▶ Problem description:
In the data below, which lines contain "DatastoreError"? List them by copying each one.

▶ The data:
*****

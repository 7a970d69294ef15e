//! Request-scoped context passed into every service operation.
//!
//! # Responsibility
//! - Bundle the datastore handle with the caller's execution scope.
//! - Carry deadline/cancellation state down to each storage round trip.
//!
//! # Invariants
//! - Contexts hold no process-wide state; two contexts over different
//!   datastores never observe each other's records.
//! - Cancelling a scope is visible to every clone of it.

use crate::datastore::{Datastore, DatastoreError, DatastoreResult};
use std::sync::atomic::{AtomicBool, Ordering};
use std::sync::Arc;
use std::time::{Duration, Instant};

/// Deadline and cancellation state for one logical request.
#[derive(Debug, Clone, Default)]
pub struct ExecutionScope {
    deadline: Option<Instant>,
    cancelled: Arc<AtomicBool>,
}

impl ExecutionScope {
    /// Unbounded, uncancelled scope.
    pub fn new() -> Self {
        Self::default()
    }

    pub fn with_timeout(timeout: Duration) -> Self {
        Self::with_deadline(Instant::now() + timeout)
    }

    pub fn with_deadline(deadline: Instant) -> Self {
        Self {
            deadline: Some(deadline),
            cancelled: Arc::default(),
        }
    }

    pub fn deadline(&self) -> Option<Instant> {
        self.deadline
    }

    /// Marks this scope (and all its clones) as cancelled.
    pub fn cancel(&self) {
        self.cancelled.store(true, Ordering::SeqCst);
    }

    pub fn is_cancelled(&self) -> bool {
        self.cancelled.load(Ordering::SeqCst)
    }

    /// Fails when the scope was cancelled or its deadline has passed.
    ///
    /// Cancellation wins over an expired deadline.
    pub fn check(&self) -> DatastoreResult<()> {
        if self.is_cancelled() {
            return Err(DatastoreError::Cancelled);
        }
        match self.deadline {
            Some(deadline) if Instant::now() >= deadline => Err(DatastoreError::DeadlineExceeded),
            _ => Ok(()),
        }
    }
}

/// Per-request handle: a borrowed datastore plus an execution scope.
#[derive(Clone)]
pub struct RequestContext<'a> {
    datastore: &'a dyn Datastore,
    scope: ExecutionScope,
}

impl<'a> RequestContext<'a> {
    pub fn new(datastore: &'a dyn Datastore) -> Self {
        Self::with_scope(datastore, ExecutionScope::new())
    }

    pub fn with_scope(datastore: &'a dyn Datastore, scope: ExecutionScope) -> Self {
        Self { datastore, scope }
    }

    pub fn datastore(&self) -> &'a dyn Datastore {
        self.datastore
    }

    pub fn scope(&self) -> &ExecutionScope {
        &self.scope
    }
}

*****

▶ Finished task:
use crate::datastore::{Datastore, DatastoreError, DatastoreResult};
            return Err(DatastoreError::Cancelled);
            Some(deadline) if Instant::now() >= deadline => Err(DatastoreError::DeadlineExceeded),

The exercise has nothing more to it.